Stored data
------------
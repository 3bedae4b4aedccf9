//! Step registry and execution engine.
//!
//! Build work is organized as named steps with declared prerequisites. The
//! table is static; [`StepRunner::new`] verifies it is acyclic up front, so
//! ordinary prerequisite resolution can never recurse forever. Handlers may
//! additionally request steps dynamically (acquiring an image may require
//! building one, rebuilding packages may require producing a source package
//! first); those requests are guarded by an in-progress marker and fail
//! with a cycle error instead of exhausting the stack.
//!
//! Within one run each step executes at most once.

mod env;
mod pkg;

use std::collections::HashSet;
use std::fmt;
use std::str::FromStr;

use tracing::{debug, info};

use crate::context::BuildContext;
use crate::error::{BuildError, Result};

/// Identifiers for every build step.
#[derive(Debug, Clone, Copy, PartialEq, Eq, Hash)]
pub enum StepId {
    PkgCache,
    BuildImage,
    Image,
    Configure,
    Build,
    Tarball,
    SourcePackage,
    Package,
    Custom,
    Interactive,
}

impl StepId {
    pub const ALL: &'static [StepId] = &[
        StepId::PkgCache,
        StepId::BuildImage,
        StepId::Image,
        StepId::Configure,
        StepId::Build,
        StepId::Tarball,
        StepId::SourcePackage,
        StepId::Package,
        StepId::Custom,
        StepId::Interactive,
    ];

    pub fn as_str(self) -> &'static str {
        match self {
            StepId::PkgCache => "pkg-cache",
            StepId::BuildImage => "build-image",
            StepId::Image => "image",
            StepId::Configure => "configure",
            StepId::Build => "build",
            StepId::Tarball => "tarball",
            StepId::SourcePackage => "source-package",
            StepId::Package => "package",
            StepId::Custom => "custom",
            StepId::Interactive => "interactive",
        }
    }
}

impl fmt::Display for StepId {
    fn fmt(&self, f: &mut fmt::Formatter<'_>) -> fmt::Result {
        f.write_str(self.as_str())
    }
}

impl FromStr for StepId {
    type Err = BuildError;

    fn from_str(s: &str) -> Result<Self> {
        StepId::ALL
            .iter()
            .copied()
            .find(|id| id.as_str() == s)
            .ok_or_else(|| {
                BuildError::Config(format!(
                    "unknown step '{}'; available: {}",
                    s,
                    StepId::ALL
                        .iter()
                        .map(|id| id.as_str())
                        .collect::<Vec<_>>()
                        .join(", ")
                ))
            })
    }
}

/// A step's handler body.
pub type Handler = fn(&mut StepRunner<'_>, &BuildContext) -> Result<()>;

/// One entry of the step table.
pub struct StepDef {
    pub id: StepId,
    /// Unconditional prerequisites, run to completion before the handler.
    pub prereqs: &'static [StepId],
    pub handler: Handler,
    pub describe: &'static str,
}

/// The step table. Conditional dependencies (image -> build-image,
/// package -> source-package) are requested dynamically by the handlers.
pub const STEPS: &[StepDef] = &[
    StepDef {
        id: StepId::PkgCache,
        prereqs: &[],
        handler: env::pkg_cache,
        describe: "Prime a package-manager cache directory reused across image builds",
    },
    StepDef {
        id: StepId::BuildImage,
        prereqs: &[StepId::PkgCache],
        handler: env::build_image,
        describe: "Generate and build the build-environment container image",
    },
    StepDef {
        id: StepId::Image,
        prereqs: &[],
        handler: env::image,
        describe: "Acquire a build-environment image: cached, pulled or freshly built",
    },
    StepDef {
        id: StepId::Configure,
        prereqs: &[StepId::Image],
        handler: pkg::configure,
        describe: "Configure the source tree inside the build environment",
    },
    StepDef {
        id: StepId::Build,
        prereqs: &[StepId::Configure],
        handler: pkg::build,
        describe: "Compile the source tree inside the build environment",
    },
    StepDef {
        id: StepId::Tarball,
        prereqs: &[StepId::Image],
        handler: pkg::tarball,
        describe: "Generate a source tarball from the git tree",
    },
    StepDef {
        id: StepId::SourcePackage,
        prereqs: &[StepId::Tarball],
        handler: pkg::source_package,
        describe: "Build the source package from the spec file and tarball",
    },
    StepDef {
        id: StepId::Package,
        prereqs: &[StepId::Image],
        handler: pkg::package,
        describe: "Rebuild binary packages from the source package",
    },
    StepDef {
        id: StepId::Custom,
        prereqs: &[StepId::Image],
        handler: pkg::custom,
        describe: "Run a custom command (given after --) in the build environment",
    },
    StepDef {
        id: StepId::Interactive,
        prereqs: &[StepId::Image],
        handler: pkg::interactive,
        describe: "Start an interactive shell in the build environment",
    },
];

/// Step ids with their descriptions, for the list-steps CLI mode.
pub fn step_docs() -> impl Iterator<Item = (&'static str, &'static str)> {
    STEPS.iter().map(|def| (def.id.as_str(), def.describe))
}

/// Executes steps against a table, memoizing completion per run.
pub struct StepRunner<'t> {
    table: &'t [StepDef],
    done: HashSet<StepId>,
    in_progress: Vec<StepId>,
    prepared: bool,
}

impl<'t> StepRunner<'t> {
    /// Build a runner over a step table, verifying the declared
    /// prerequisites are resolvable and acyclic.
    pub fn new(table: &'t [StepDef]) -> Result<Self> {
        verify_table(table)?;
        Ok(Self {
            table,
            done: HashSet::new(),
            in_progress: Vec::new(),
            prepared: false,
        })
    }

    /// Runner over the standard step table.
    pub fn standard() -> Result<StepRunner<'static>> {
        StepRunner::new(STEPS)
    }

    /// Request that a step (and its prerequisites) be executed.
    ///
    /// No-ops when prerequisite execution is suppressed and the step is not
    /// the top-level target, and when the step already ran in this run.
    pub fn request(&mut self, id: StepId, ctx: &BuildContext, top: bool) -> Result<()> {
        info!("want to execute build step: {id}");
        if ctx.no_prereqs && !top {
            info!("prerequisite execution disabled; skipping {id}");
            return Ok(());
        }
        if self.done.contains(&id) {
            debug!("step already done: {id}");
            return Ok(());
        }
        if self.in_progress.contains(&id) {
            return Err(BuildError::Cycle(id.to_string()));
        }
        if !self.prepared {
            prepare_env_once(ctx)?;
            self.prepared = true;
        }
        self.in_progress.push(id);
        let result = self.execute(id, ctx);
        self.in_progress.pop();
        result?;
        self.done.insert(id);
        info!("step done: {id}");
        Ok(())
    }

    fn execute(&mut self, id: StepId, ctx: &BuildContext) -> Result<()> {
        let def = lookup(self.table, id)?;
        let (prereqs, handler) = (def.prereqs, def.handler);
        for prereq in prereqs {
            self.request(*prereq, ctx, false)?;
        }
        handler(self, ctx)
    }
}

fn lookup<'t>(table: &'t [StepDef], id: StepId) -> Result<&'t StepDef> {
    table
        .iter()
        .find(|def| def.id == id)
        .ok_or_else(|| BuildError::Config(format!("step '{id}' is not in the step table")))
}

/// One-time per-run environment preparation, before the first step runs.
fn prepare_env_once(ctx: &BuildContext) -> Result<()> {
    if let Some(overlay) = &ctx.overlay {
        overlay.materialize()?;
    }
    Ok(())
}

/// Structural table check: unique ids, resolvable prerequisites, no cycles.
fn verify_table(table: &[StepDef]) -> Result<()> {
    let mut seen = HashSet::new();
    for def in table {
        if !seen.insert(def.id) {
            return Err(BuildError::Config(format!(
                "step '{}' is declared twice",
                def.id
            )));
        }
    }
    let mut finished: HashSet<StepId> = HashSet::new();
    for def in table {
        let mut path = Vec::new();
        visit(table, def.id, &mut path, &mut finished)?;
    }
    Ok(())
}

fn visit(
    table: &[StepDef],
    id: StepId,
    path: &mut Vec<StepId>,
    finished: &mut HashSet<StepId>,
) -> Result<()> {
    if finished.contains(&id) {
        return Ok(());
    }
    if path.contains(&id) {
        return Err(BuildError::Cycle(id.to_string()));
    }
    path.push(id);
    for prereq in lookup(table, id)?.prereqs {
        visit(table, *prereq, path, finished)?;
    }
    path.pop();
    finished.insert(id);
    Ok(())
}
------------
### Assignment
Reproduce the records above with every character intact.

### Exercise output
repository 3bedae4b4aedccf9
//! Step registry and execution engine.
//!
//! Build work is organized as named steps with declared prerequisites. The
//! table is static; [`StepRunner::new`] verifies it is acyclic up front, so
//! ordinary prerequisite resolution can never recurse forever. Handlers may
//! additionally request steps dynamically (acquiring an image may require
//! building one, rebuilding packages may require producing a source package
//! first); those requests are guarded by an in-progress marker and fail
//! with a cycle error instead of exhausting the stack.
//!
//! Within one run each step executes at most once.

mod env;
mod pkg;

use std::collections::HashSet;
use std::fmt;
use std::str::FromStr;

use tracing::{debug, info};

use crate::context::BuildContext;
use crate::error::{BuildError, Result};

/// Identifiers for every build step.
#[derive(Debug, Clone, Copy, PartialEq, Eq, Hash)]
pub enum StepId {
    PkgCache,
    BuildImage,
    Image,
    Configure,
    Build,
    Tarball,
    SourcePackage,
    Package,
    Custom,
    Interactive,
}

impl StepId {
    pub const ALL: &'static [StepId] = &[
        StepId::PkgCache,
        StepId::BuildImage,
        StepId::Image,
        StepId::Configure,
        StepId::Build,
        StepId::Tarball,
        StepId::SourcePackage,
        StepId::Package,
        StepId::Custom,
        StepId::Interactive,
    ];

    pub fn as_str(self) -> &'static str {
        match self {
            StepId::PkgCache => "pkg-cache",
            StepId::BuildImage => "build-image",
            StepId::Image => "image",
            StepId::Configure => "configure",
            StepId::Build => "build",
            StepId::Tarball => "tarball",
            StepId::SourcePackage => "source-package",
            StepId::Package => "package",
            StepId::Custom => "custom",
            StepId::Interactive => "interactive",
        }
    }
}

impl fmt::Display for StepId {
    fn fmt(&self, f: &mut fmt::Formatter<'_>) -> fmt::Result {
        f.write_str(self.as_str())
    }
}

impl FromStr for StepId {
    type Err = BuildError;

    fn from_str(s: &str) -> Result<Self> {
        StepId::ALL
            .iter()
            .copied()
            .find(|id| id.as_str() == s)
            .ok_or_else(|| {
                BuildError::Config(format!(
                    "unknown step '{}'; available: {}",
                    s,
                    StepId::ALL
                        .iter()
                        .map(|id| id.as_str())
                        .collect::<Vec<_>>()
                        .join(", ")
                ))
            })
    }
}

/// A step's handler body.
pub type Handler = fn(&mut StepRunner<'_>, &BuildContext) -> Result<()>;

/// One entry of the step table.
pub struct StepDef {
    pub id: StepId,
    /// Unconditional prerequisites, run to completion before the handler.
    pub prereqs: &'static [StepId],
    pub handler: Handler,
    pub describe: &'static str,
}

/// The step table. Conditional dependencies (image -> build-image,
/// package -> source-package) are requested dynamically by the handlers.
pub const STEPS: &[StepDef] = &[
    StepDef {
        id: StepId::PkgCache,
        prereqs: &[],
        handler: env::pkg_cache,
        describe: "Prime a package-manager cache directory reused across image builds",
    },
    StepDef {
        id: StepId::BuildImage,
        prereqs: &[StepId::PkgCache],
        handler: env::build_image,
        describe: "Generate and build the build-environment container image",
    },
    StepDef {
        id: StepId::Image,
        prereqs: &[],
        handler: env::image,
        describe: "Acquire a build-environment image: cached, pulled or freshly built",
    },
    StepDef {
        id: StepId::Configure,
        prereqs: &[StepId::Image],
        handler: pkg::configure,
        describe: "Configure the source tree inside the build environment",
    },
    StepDef {
        id: StepId::Build,
        prereqs: &[StepId::Configure],
        handler: pkg::build,
        describe: "Compile the source tree inside the build environment",
    },
    StepDef {
        id: StepId::Tarball,
        prereqs: &[StepId::Image],
        handler: pkg::tarball,
        describe: "Generate a source tarball from the git tree",
    },
    StepDef {
        id: StepId::SourcePackage,
        prereqs: &[StepId::Tarball],
        handler: pkg::source_package,
        describe: "Build the source package from the spec file and tarball",
    },
    StepDef {
        id: StepId::Package,
        prereqs: &[StepId::Image],
        handler: pkg::package,
        describe: "Rebuild binary packages from the source package",
    },
    StepDef {
        id: StepId::Custom,
        prereqs: &[StepId::Image],
        handler: pkg::custom,
        describe: "Run a custom command (given after --) in the build environment",
    },
    StepDef {
        id: StepId::Interactive,
        prereqs: &[StepId::Image],
        handler: pkg::interactive,
        describe: "Start an interactive shell in the build environment",
    },
];

/// Step ids with their descriptions, for the list-steps CLI mode.
pub fn step_docs() -> impl Iterator<Item = (&'static str, &'static str)> {
    STEPS.iter().map(|def| (def.id.as_str(), def.describe))
}

/// Executes steps against a table, memoizing completion per run.
pub struct StepRunner<'t> {
    table: &'t [StepDef],
    done: HashSet<StepId>,
    in_progress: Vec<StepId>,
    prepared: bool,
}

impl<'t> StepRunner<'t> {
    /// Build a runner over a step table, verifying the declared
    /// prerequisites are resolvable and acyclic.
    pub fn new(table: &'t [StepDef]) -> Result<Self> {
        verify_table(table)?;
        Ok(Self {
            table,
            done: HashSet::new(),
            in_progress: Vec::new(),
            prepared: false,
        })
    }

    /// Runner over the standard step table.
    pub fn standard() -> Result<StepRunner<'static>> {
        StepRunner::new(STEPS)
    }

    /// Request that a step (and its prerequisites) be executed.
    ///
    /// No-ops when prerequisite execution is suppressed and the step is not
    /// the top-level target, and when the step already ran in this run.
    pub fn request(&mut self, id: StepId, ctx: &BuildContext, top: bool) -> Result<()> {
        info!("want to execute build step: {id}");
        if ctx.no_prereqs && !top {
            info!("prerequisite execution disabled; skipping {id}");
            return Ok(());
        }
        if self.done.contains(&id) {
            debug!("step already done: {id}");
            return Ok(());
        }
        if self.in_progress.contains(&id) {
            return Err(BuildError::Cycle(id.to_string()));
        }
        if !self.prepared {
            prepare_env_once(ctx)?;
            self.prepared = true;
        }
        self.in_progress.push(id);
        let result = self.execute(id, ctx);
        self.in_progress.pop();
        result?;
        self.done.insert(id);
        info!("step done: {id}");
        Ok(())
    }

    fn execute(&mut self, id: StepId, ctx: &BuildContext) -> Result<()> {
        let def = lookup(self.table, id)?;
        let (prereqs, handler) = (def.prereqs, def.handler);
        for prereq in prereqs {
            self.request(*prereq, ctx, false)?;
        }
        handler(self, ctx)
    }
}

fn lookup<'t>(table: &'t [StepDef], id: StepId) -> Result<&'t StepDef> {
    table
        .iter()
        .find(|def| def.id == id)
        .ok_or_else(|| BuildError::Config(format!("step '{id}' is not in the step table")))
}

/// One-time per-run environment preparation, before the first step runs.
fn prepare_env_once(ctx: &BuildContext) -> Result<()> {
    if let Some(overlay) = &ctx.overlay {
        overlay.materialize()?;
    }
    Ok(())
}

/// Structural table check: unique ids, resolvable prerequisites, no cycles.
fn verify_table(table: &[StepDef]) -> Result<()> {
    let mut seen = HashSet::new();
    for def in table {
        if !seen.insert(def.id) {
            return Err(BuildError::Config(format!(
                "step '{}' is declared twice",
                def.id
            )));
        }
    }
    let mut finished: HashSet<StepId> = HashSet::new();
    for def in table {
        let mut path = Vec::new();
        visit(table, def.id, &mut path, &mut finished)?;
    }
    Ok(())
}

fn visit(
    table: &[StepDef],
    id: StepId,
    path: &mut Vec<StepId>,
    finished: &mut HashSet<StepId>,
) -> Result<()> {
    if finished.contains(&id) {
        return Ok(());
    }
    if path.contains(&id) {
        return Err(BuildError::Cycle(id.to_string()));
    }
    path.push(id);
    for prereq in lookup(table, id)?.prereqs {
        visit(table, *prereq, path, finished)?;
    }
    path.pop();
    finished.insert(id);
    Ok(())
}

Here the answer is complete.